Exercise requirements: Check each line of the records below and collect those that include the word "impl".

Provided records:
%%
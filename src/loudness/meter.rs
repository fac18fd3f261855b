//! EBU R128 metering on top of `ebur128`, plus the measurements carried over from a
//! restored snapshot.
//!
//! `ebur128` cannot be seeded with past gating blocks, so a restored meter keeps the snapshot's
//! integrated loudness and peak aside and blends them with what it measures afterwards. The
//! carried loudness is weighted by its duration (capped so carried plus live never exceeds the
//! history window) in the energy domain.

use ebur128::{EbuR128, Mode};

use crate::error::{Error, Result};
use crate::loudness::state::SerializedState;

#[derive(Debug, Clone, Copy)]
struct Carried {
    integrated: f64,
    sample_peak: f64,
    frames: u64,
}

#[derive(Debug)]
pub struct LoudnessMeter {
    inner: EbuR128,
    channel_count: u32,
    sample_rate: u32,
    max_history_ms: u32,
    live_frames: u64,
    carried: Option<Carried>,
}

impl LoudnessMeter {
    pub fn new(channel_count: u32, sample_rate: u32, max_history_ms: u32) -> Result<Self> {
        let mut inner = EbuR128::new(
            channel_count,
            sample_rate,
            Mode::M | Mode::I | Mode::SAMPLE_PEAK,
        )
        .map_err(|err| {
            Error::analyzer(format!(
                "ebur128 init failed ({err:?}) for {channel_count} channels at {sample_rate} Hz"
            ))
        })?;
        inner.set_max_history(max_history_ms)?;

        Ok(Self {
            inner,
            channel_count,
            sample_rate,
            max_history_ms,
            live_frames: 0,
            carried: None,
        })
    }

    pub fn restore(state: &SerializedState) -> Result<Self> {
        let mut meter = Self::new(state.channel_count, state.sample_rate, state.max_history_ms)?;
        meter.carried = Some(Carried {
            integrated: state.integrated_loudness,
            sample_peak: state.sample_peak,
            frames: state.frames_added as u64,
        });
        Ok(meter)
    }

    pub fn channel_count(&self) -> u32 {
        self.channel_count
    }

    pub fn sample_rate(&self) -> u32 {
        self.sample_rate
    }

    pub fn max_history_ms(&self) -> u32 {
        self.max_history_ms
    }

    /// Feed interleaved frames.
    pub fn add_frames(&mut self, samples: &[i16]) -> Result<()> {
        self.inner.add_frames_i16(samples)?;
        self.live_frames += (samples.len() / self.channel_count.max(1) as usize) as u64;
        Ok(())
    }

    /// Loudness of the last 400 ms, in LUFS.
    pub fn momentary(&self) -> Result<f64> {
        Ok(self.inner.loudness_momentary()?)
    }

    /// Integrated loudness in LUFS, including any carried-over measurement.
    pub fn integrated(&self) -> Result<f64> {
        let live = self.inner.loudness_global()?;
        let Some(carried) = self.carried else {
            return Ok(live);
        };

        let rate = self.sample_rate as f64;
        let live_seconds = self.live_frames as f64 / rate;
        let window_seconds = self.max_history_ms as f64 / 1000.0;
        let carried_seconds =
            (carried.frames as f64 / rate).min((window_seconds - live_seconds).max(0.0));

        let carried_energy = energy(carried.integrated) * carried_seconds;
        let live_energy = energy(live) * live_seconds;
        let total_seconds = carried_seconds + live_seconds;
        if total_seconds <= 0.0 {
            return Ok(f64::NEG_INFINITY);
        }
        Ok(lufs((carried_energy + live_energy) / total_seconds))
    }

    /// Linear sample peak across all channels.
    pub fn sample_peak(&self) -> Result<f64> {
        let mut peak = self.carried.map_or(0.0, |c| c.sample_peak);
        for channel in 0..self.channel_count {
            peak = peak.max(self.inner.sample_peak(channel)?);
        }
        Ok(peak)
    }

    pub fn export(&self, frames_added: u64) -> Result<SerializedState> {
        Ok(SerializedState {
            max_history_ms: self.max_history_ms,
            sample_rate: self.sample_rate,
            channel_count: self.channel_count,
            frames_added: u32::try_from(frames_added).unwrap_or(u32::MAX),
            sample_peak: self.sample_peak()?,
            integrated_loudness: self.integrated()?,
        })
    }
}

fn energy(loudness: f64) -> f64 {
    if loudness.is_finite() {
        10f64.powf((loudness + 0.691) / 10.0)
    } else {
        0.0
    }
}

fn lufs(energy: f64) -> f64 {
    if energy > 0.0 {
        -0.691 + 10.0 * energy.log10()
    } else {
        f64::NEG_INFINITY
    }
}

#[cfg(test)]
mod tests {
    use super::*;

    #[test]
    fn energy_round_trips_through_lufs() {
        assert!((lufs(energy(-23.0)) + 23.0).abs() < 1e-9);
        assert_eq!(lufs(energy(f64::NEG_INFINITY)), f64::NEG_INFINITY);
    }

    #[test]
    fn restored_meter_reports_carried_values_before_new_audio() -> Result<()> {
        let meter = LoudnessMeter::restore(&SerializedState {
            max_history_ms: 30_000,
            sample_rate: 48_000,
            channel_count: 2,
            frames_added: 48_000 * 10,
            sample_peak: 0.7,
            integrated_loudness: -20.0,
        })?;

        assert!((meter.integrated()? + 20.0).abs() < 1e-9);
        assert_eq!(meter.sample_peak()?, 0.7);
        Ok(())
    }

    #[test]
    fn invalid_layouts_are_analyzer_errors() {
        let err = LoudnessMeter::new(0, 48_000, 30_000).unwrap_err();
        assert!(matches!(err, Error::Analyzer(_)));
    }
}
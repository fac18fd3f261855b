use crate::arena::{SampleArena, Span};
use crate::effects::Effect;
use crate::effects::biquad::{Biquad, BiquadCoefficients};
use crate::error::Result;

const SHELF_FREQUENCY: f64 = 100.0;
const MAX_BOOST_DB: f64 = 12.0;

/// Low-shelf boost; effect size 0..=1 maps linearly onto 0..=12 dB.
pub struct BassBoost {
    effect_size: f64,
    filter: Biquad,
    configured_for: Option<u32>,
}

impl BassBoost {
    pub fn new(effect_size: f64) -> Self {
        Self {
            effect_size: effect_size.clamp(0.0, 1.0),
            filter: Biquad::new(BiquadCoefficients::IDENTITY),
            configured_for: None,
        }
    }

    pub fn gain_db(&self) -> f64 {
        self.effect_size * MAX_BOOST_DB
    }
}

impl Effect for BassBoost {
    fn name(&self) -> &'static str {
        "bass-boost"
    }

    fn is_effective(&self) -> bool {
        self.effect_size > 0.0
    }

    fn apply(
        &mut self,
        arena: &mut SampleArena,
        channel_count: u16,
        sample_rate: u32,
        span: Span,
    ) -> Result<Span> {
        let channels = channel_count.max(1) as usize;
        if self.configured_for != Some(sample_rate) {
            self.filter.set_coefficients(BiquadCoefficients::low_shelf(
                SHELF_FREQUENCY,
                self.gain_db(),
                sample_rate,
            ));
            self.configured_for = Some(sample_rate);
        }
        self.filter.ensure_channels(channels);

        for frame in arena.samples_mut(span)?.chunks_exact_mut(channels) {
            for (ch, sample) in frame.iter_mut().enumerate() {
                let value = self.filter.process(ch, *sample as f64);
                *sample = value.clamp(i16::MIN as f64, i16::MAX as f64) as i16;
            }
        }
        self.filter.flush_denormals();
        Ok(span)
    }

    fn reset(&mut self) {
        self.filter.reset();
    }
}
%%
Output:
impl LoudnessMeter {
impl BassBoost {
impl Effect for BassBoost {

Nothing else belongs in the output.